En journaliste affranchi, Daniel Craig compose l’un de ses meilleurs personnages sous le regard de Fincher qui n’a pas hésité à l’empâter, le foutre en slip (noir, nous sommes à Hollywood, il faut rester pudique), et à lui enlever toute action qui rappellerait ses rôles précédents. Il est un enquêteur, pas un tueur. Craig impose un flegme extérieur et ses tourments intérieurs avec subtilité. Les seconds-rôles sont parfaitement choisis, de Plummer à Richardson en passant par Skarsgard et les moins connus : ils incarnent idéalement cette famille en décomposition, rongés par leurs vies, leurs erreurs, leurs secrets. Tous pourris ou presque.
Reste Rooney Mara pour le personnage si attendu (si convoité) de Lisbeth Salander. Après une Noomi Rapace charismatique et dévoratrice, difficile de faire jeu égal. De fait, malgré tout son talent, Mara ne parvient pas à nous marquer comme la scandinave nous avait bluffés. Plus belle, certes, Rooney Mara semble aussi plus fragile, trop vulnérable, malgré son air dur. Elle a la même coiffure, mais les cheveux (et les tatouages, le cuir, la moto…) ne suffisent pas à la rendre aussi imprévisible. Mara semble trop candide, trop fine, trop « petite fille perdue. Elle devient même le point faible du film, si l’on a vu la trilogie suédo-danoise.

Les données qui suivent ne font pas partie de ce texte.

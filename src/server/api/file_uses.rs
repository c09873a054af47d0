use std::sync::Arc;

use axum::{
    Json,
    extract::{Query, State, rejection::QueryRejection},
    response::IntoResponse,
};

use crate::server::AppState;
use crate::server::dto::FileUseParams;
use crate::server::response::{ApiError, ApiResponse, StoreResultExt};

pub async fn list_file_uses(
    State(state): State<Arc<AppState>>,
    params: Result<Query<FileUseParams>, QueryRejection>,
) -> impl IntoResponse {
    let Query(params) = params?;
    let cabinet_id = params
        .cabinet_id
        .ok_or_else(|| ApiError::bad_request("cabinet_id is required"))?;

    let uses = state
        .store
        .list_cabinet_file_uses(cabinet_id)
        .api_err("Failed to list file uses")?;

    Ok::<_, ApiError>(Json(ApiResponse::success(uses, "File uses retrieved successfully")))
}
use std::sync::Arc;

use axum::{
    Json,
    extract::{
        Query, State,
        rejection::{JsonRejection, QueryRejection},
    },
    http::StatusCode,
    response::{IntoResponse, Response},
};

use crate::auth::Caller;
use crate::error::Error;
use crate::server::AppState;
use crate::server::dto::{CreateFileRequest, FileParams, UpdateFileRequest};
use crate::server::response::{ApiError, ApiResponse, StoreOptionExt, StoreResultExt};
use crate::server::validation::{optional_text, parse_choice, text_change, validate_filename};
use crate::types::{Category, FileChanges, FileFilter, FileStatus, NewFile};

/// Returns a single file when `id` is given, otherwise the live files of `cabinet_id`.
pub async fn get_files(
    State(state): State<Arc<AppState>>,
    params: Result<Query<FileParams>, QueryRejection>,
) -> Result<Response, ApiError> {
    let Query(params) = params?;
    let store = state.store.as_ref();

    if let Some(id) = params.id {
        let file = store
            .get_file(id)
            .api_err("Failed to get file")?
            .or_not_found("File not found")?;

        let body = ApiResponse::success(file, "File retrieved successfully");
        return Ok(Json(body).into_response());
    }

    let cabinet_id = params
        .cabinet_id
        .ok_or_else(|| ApiError::bad_request("cabinet_id is required"))?;

    let filter = FileFilter {
        search: optional_text(params.search),
        status: parse_choice(params.status.as_deref(), FileStatus::parse_field)?,
    };

    let files = store
        .list_cabinet_files(cabinet_id, &filter)
        .api_err("Failed to list files")?;

    Ok(Json(ApiResponse::success(files, "Files retrieved successfully")).into_response())
}

pub async fn create_file(
    caller: Caller,
    State(state): State<Arc<AppState>>,
    payload: Result<Json<CreateFileRequest>, JsonRejection>,
) -> Result<Response, ApiError> {
    let Json(req) = payload?;
    let store = state.store.as_ref();

    let cabinet_id = req
        .cabinet_id
        .ok_or_else(|| ApiError::bad_request("cabinet_id is required"))?;
    let filename = validate_filename(req.filename.as_deref())?;
    let category =
        parse_choice(req.category.as_deref(), Category::parse_field)?.unwrap_or_default();
    let status =
        parse_choice(req.status.as_deref(), FileStatus::parse_field)?.unwrap_or_default();

    let new_file = NewFile {
        cabinet_id,
        filename,
        description: optional_text(req.description),
        category,
        status,
        added_by: caller.0,
    };

    let file = match store.create_file(&new_file) {
        Ok(file) => file,
        Err(Error::NotFound) => return Err(ApiError::bad_request("Invalid cabinet_id")),
        Err(Error::Conflict(message)) => {
            tracing::warn!("File allocation conflict: {message}");
            return Err(ApiError::conflict("Cabinet number already allocated, please retry"));
        }
        Err(e) => {
            tracing::error!("Failed to create file: {e}");
            return Err(ApiError::internal("Failed to create file"));
        }
    };

    tracing::info!(
        file_id = file.id,
        cabinet_number = %file.cabinet_number,
        added_by = %file.added_by,
        "file created"
    );

    Ok((
        StatusCode::CREATED,
        Json(ApiResponse::success(file, "File created successfully")),
    )
        .into_response())
}

pub async fn update_file(
    State(state): State<Arc<AppState>>,
    params: Result<Query<FileParams>, QueryRejection>,
    payload: Result<Json<UpdateFileRequest>, JsonRejection>,
) -> Result<Response, ApiError> {
    let Query(params) = params?;
    let id = params
        .id
        .ok_or_else(|| ApiError::bad_request("File id is required"))?;
    let Json(req) = payload?;
    let store = state.store.as_ref();

    let changes = FileChanges {
        filename: req
            .filename
            .as_deref()
            .map(|filename| validate_filename(Some(filename)))
            .transpose()?,
        description: text_change(req.description),
        category: parse_choice(req.category.as_deref(), Category::parse_field)?,
        status: parse_choice(req.status.as_deref(), FileStatus::parse_field)?,
    };

    if changes.is_empty() {
        return Err(ApiError::bad_request("No fields to update"));
    }

    let updated = store
        .update_file(id, &changes)
        .api_err("Failed to update file")?;
    if !updated {
        return Err(ApiError::not_found("File not found"));
    }

    // A missing row here means the write landed and the file was deleted since.
    let file = store.get_file(id).api_err("Failed to get file")?;

    Ok(Json(ApiResponse::new(file, "File updated successfully")).into_response())
}

/// Soft-deletes a file. Repeating the call on the same id reports not found.
pub async fn delete_file(
    State(state): State<Arc<AppState>>,
    params: Result<Query<FileParams>, QueryRejection>,
) -> Result<Response, ApiError> {
    let Query(params) = params?;
    let id = params
        .id
        .ok_or_else(|| ApiError::bad_request("File id is required"))?;

    let deleted = state
        .store
        .delete_file(id)
        .api_err("Failed to delete file")?;
    if !deleted {
        return Err(ApiError::not_found("File not found"));
    }

    tracing::info!(file_id = id, "file archived");

    Ok(Json(ApiResponse::message_only("File archived successfully")).into_response())
}
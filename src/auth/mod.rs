mod middleware;

pub use middleware::{CALLER_HEADER, Caller};
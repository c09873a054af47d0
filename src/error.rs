use thiserror::Error;

#[derive(Debug, Error)]
pub enum Error {
    #[error("database error: {0}")]
    Database(#[from] rusqlite::Error),

    #[error("not found")]
    NotFound,

    #[error("conflict: {0}")]
    Conflict(String),

    #[error("io error: {0}")]
    Io(#[from] std::io::Error),

    #[error("invalid configuration: {0}")]
    Config(String),
}

pub type Result<T> = std::result::Result<T, Error>;
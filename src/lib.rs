//! # filecab
//!
//! A file-cabinet tracking service: cabinets hold files, each file gets a
//! per-cabinet locator such as `C3.12`, and a dashboard summarizes counts by
//! status and category. Usable as a standalone binary or as a library.
//!
//! ## Library Usage
//!
//! ```toml
//! [dependencies]
//! filecab = { version = "0.1", default-features = false }
//! ```
//!
//! ```rust,ignore
//! use std::sync::Arc;
//! use filecab::server::{AppState, create_router};
//! use filecab::store::{SqliteStore, Store};
//!
//! let store = SqliteStore::new("./data/filecab.db").unwrap();
//! store.initialize().unwrap();
//!
//! let state = Arc::new(AppState::new(Arc::new(store), "Admin"));
//! let router = create_router(state);
//! // Serve with axum...
//! ```
//!
//! ## Feature Flags
//!
//! - `cli` (default): Builds the `filecab` binary. Disable with `default-features = false`.

pub mod auth;
pub mod config;
pub mod error;
pub mod server;
pub mod store;
pub mod types;
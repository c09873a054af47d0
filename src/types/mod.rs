mod models;
mod status;

pub use models::*;
pub use status::{CabinetStatus, Category, FileStatus};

Il faut avouer qu’on s’ennuie fermement à certains moments. Très long, le film s’étire de telle manière qu’il laisse retomber les rares moments de tension.

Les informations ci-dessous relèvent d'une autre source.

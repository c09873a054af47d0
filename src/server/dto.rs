use serde::Deserialize;

#[derive(Debug, Default, Deserialize)]
pub struct CabinetParams {
    #[serde(default)]
    pub id: Option<i64>,
    #[serde(default)]
    pub include_archived: Option<bool>,
}

#[derive(Debug, Deserialize)]
pub struct CreateCabinetRequest {
    #[serde(default)]
    pub name: Option<String>,
    #[serde(default)]
    pub description: Option<String>,
    #[serde(default)]
    pub position: Option<i64>,
    #[serde(default)]
    pub status: Option<String>,
}

#[derive(Debug, Deserialize)]
pub struct UpdateCabinetRequest {
    #[serde(default)]
    pub name: Option<String>,
    #[serde(default)]
    pub description: Option<String>,
    #[serde(default)]
    pub position: Option<i64>,
    #[serde(default)]
    pub status: Option<String>,
}

#[derive(Debug, Default, Deserialize)]
pub struct FileParams {
    #[serde(default)]
    pub id: Option<i64>,
    #[serde(default)]
    pub cabinet_id: Option<i64>,
    #[serde(default)]
    pub search: Option<String>,
    #[serde(default)]
    pub status: Option<String>,
}

#[derive(Debug, Deserialize)]
pub struct CreateFileRequest {
    #[serde(default)]
    pub cabinet_id: Option<i64>,
    #[serde(default)]
    pub filename: Option<String>,
    #[serde(default)]
    pub description: Option<String>,
    #[serde(default)]
    pub category: Option<String>,
    #[serde(default)]
    pub status: Option<String>,
}

#[derive(Debug, Deserialize)]
pub struct UpdateFileRequest {
    #[serde(default)]
    pub filename: Option<String>,
    #[serde(default)]
    pub description: Option<String>,
    #[serde(default)]
    pub category: Option<String>,
    #[serde(default)]
    pub status: Option<String>,
}

#[derive(Debug, Default, Deserialize)]
pub struct FileUseParams {
    #[serde(default)]
    pub cabinet_id: Option<i64>,
}
#[tokio::test]
async fn dashboard_stats_buckets() {
    let app = TestApp::new();

    let resp = app.get("/api/dashboard_stats").await;
    assert_eq!(resp.status, StatusCode::OK);
    let stats = &resp.body["data"];
    assert_eq!(
        stats["files_by_status"],
        json!({ "available": 0, "borrowed": 0, "archived": 0 })
    );
    assert_eq!(
        stats["files_by_category"],
        json!({ "Documents": 0, "Sports": 0, "Objects": 0 })
    );

    let cabinet_id = app.create_cabinet("Cabinet").await;
    app.post(
        "/api/cabinets",
        json!({ "name": "Waiting", "status": "pending" }),
    )
    .await;
    for name in ["A", "B", "C", "D", "E"] {
        app.create_file(cabinet_id, name).await;
    }
    let resp = app
        .post(
            "/api/files",
            json!({ "cabinet_id": cabinet_id, "filename": "Vase", "category": "Objects" }),
        )
        .await;
    let vase_id = resp.body["data"]["id"].as_i64().unwrap();
    app.request(Method::DELETE, &format!("/api/files?id={vase_id}"), None)
        .await;

    let resp = app.get("/api/dashboard_stats").await;
    let stats = &resp.body["data"];
    assert_eq!(stats["total_files"], 5);
    assert_eq!(stats["total_cabinets"], 2);
    assert_eq!(stats["pending_cabinets"], 1);
    assert_eq!(stats["archived_files"], 1);
    assert_eq!(stats["files_by_category"]["Documents"], 5);
    assert_eq!(stats["files_by_category"]["Objects"], 0);
    let recent: Vec<&str> = stats["recent_files"]
        .as_array()
        .unwrap()
        .iter()
        .map(|f| f["filename"].as_str().unwrap())
        .collect();
    assert_eq!(recent, vec!["E", "D", "C", "B"]);
}

#[tokio::test]
async fn logout_always_succeeds() {
    let app = TestApp::new();
    let resp = app.request(Method::POST, "/api/logout", None).await;
    assert_eq!(resp.status, StatusCode::OK);
    assert_eq!(resp.body["success"], true);
    assert_eq!(resp.body["message"], "Logged out successfully");
}

#[tokio::test(flavor = "multi_thread", worker_threads = 4)]
async fn concurrent_creates_never_share_a_number() {
    let app = Arc::new(TestApp::new());
    let cabinet_id = app.create_cabinet("Busy").await;

    let tasks: Vec<_> = (0..10)
        .map(|i| {
            let app = Arc::clone(&app);
            tokio::spawn(async move {
                let file = app.create_file(cabinet_id, &format!("File {i}")).await;
                file["cabinet_number"].as_str().unwrap().to_string()
            })
        })
        .collect();

    let mut numbers = Vec::new();
    for task in tasks {
        numbers.push(task.await.unwrap());
    }
    numbers.sort();
    numbers.dedup();
    assert_eq!(numbers.len(), 10);
}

David Fincher déploie pourtant tout son savoir-faire pour réaliser un thriller clinique et précis à l’instar de Zodiac (le découpage est d’ailleurs assez similaire). La mise en scène est soignée à la percetion, séduisante. Mais il lui manque un soupçon de rythme et de complexité pour nous fasciner. Ce manque de cœur, de corps, de chair s’ajoute à l’absence d’une vision politique du sujet qui aurait pu le distinguer du premier film ou le rapprocher de la personnalité de l’auteur du livre, Stieg Larsson. Millénium est froid comme la neige suédoise, sans le charme « européen » que peut dégager ce pays. Il semble bien plus à l’aise avec le sordide des tempéraments, les faits abjects, les actes répugnants. Il manque, hélas, une dynamique, qui nous emporte dans cette folie de cinglés, un regard engagé sur ces puissants « intouchables », impunis. Bref, ça n’a pas la virtuosité de Social Network, mais Fincher évite le classicisme plan-plan de Benjamin Button.

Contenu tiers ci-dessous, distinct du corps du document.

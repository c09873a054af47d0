use std::net::SocketAddr;
use std::path::{Path, PathBuf};

use serde::Deserialize;

use crate::error::{Error, Result};

#[derive(Debug, Clone, Deserialize)]
#[serde(default)]
pub struct ServerConfig {
    pub host: String,
    pub port: u16,
    pub data_dir: PathBuf,
    /// Identity recorded as `added_by` when a request carries no caller header.
    pub default_user: String,
}

impl ServerConfig {
    /// Loads a TOML config file. Keys that are absent keep their defaults.
    pub fn from_file<P: AsRef<Path>>(path: P) -> Result<Self> {
        let path = path.as_ref();
        let contents = std::fs::read_to_string(path)?;
        toml::from_str(&contents)
            .map_err(|e| Error::Config(format!("{}: {e}", path.display())))
    }

    pub fn socket_addr(&self) -> std::result::Result<SocketAddr, std::net::AddrParseError> {
        format!("{}:{}", self.host, self.port).parse()
    }

    #[must_use]
    pub fn db_path(&self) -> PathBuf {
        self.data_dir.join("filecab.db")
    }
}

impl Default for ServerConfig {
    fn default() -> Self {
        Self {
            host: "127.0.0.1".to_string(),
            port: 8080,
            data_dir: PathBuf::from("./data"),
            default_user: "Admin".to_string(),
        }
    }
}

Millénium est un thriller glacial où l’impuissance domine les obsessions de chacun. Seul le personnage de Lisbeth, et c’est sans doute pour ça qu’on l’aime tant, paraît être maîtresse de son destin.
Si le réalisateur se régale avec des scènes SM qui le sortent de la « lissitude » hollywoodienne, le spectateur doit attendre la moitié du film pour palpiter par intermittence. L’ensemble, très cérébral, donne un résultat assez inégal. Ni blockbuster, ni film noir, un peu des deux. Les séries TV du genre sont beaucoup plus féroces et captivantes. Fincher a sans doute voulu réaliser un polar traditionnel, mais en l’étirant au maximum, pour ne pas trop trahir le livre, il freine le suspens et empêche tout crescendo. Exactement l’inverse de Panic Room, autre huis-clos dans une maison idéale et labyrinthique, où le réalisateur parvient – enfin – à nous ébahir avec un jeu de chat et de souris masochiste (« on a tous des pulsions. Satisfaire la mienne nécessite plus de pulsions »).
Millénium souffre du même syndrome que les récentes adaptations de best-sellers. Trop fidèle au roman, pour ne pas effrayer les fans. Pour un cinéaste tel que Fincher, c’est décevant. Bien sûr, parce que c’est Fincher, le film est largement meilleur que beaucoup de ratages (on pense à Da Vinci Code).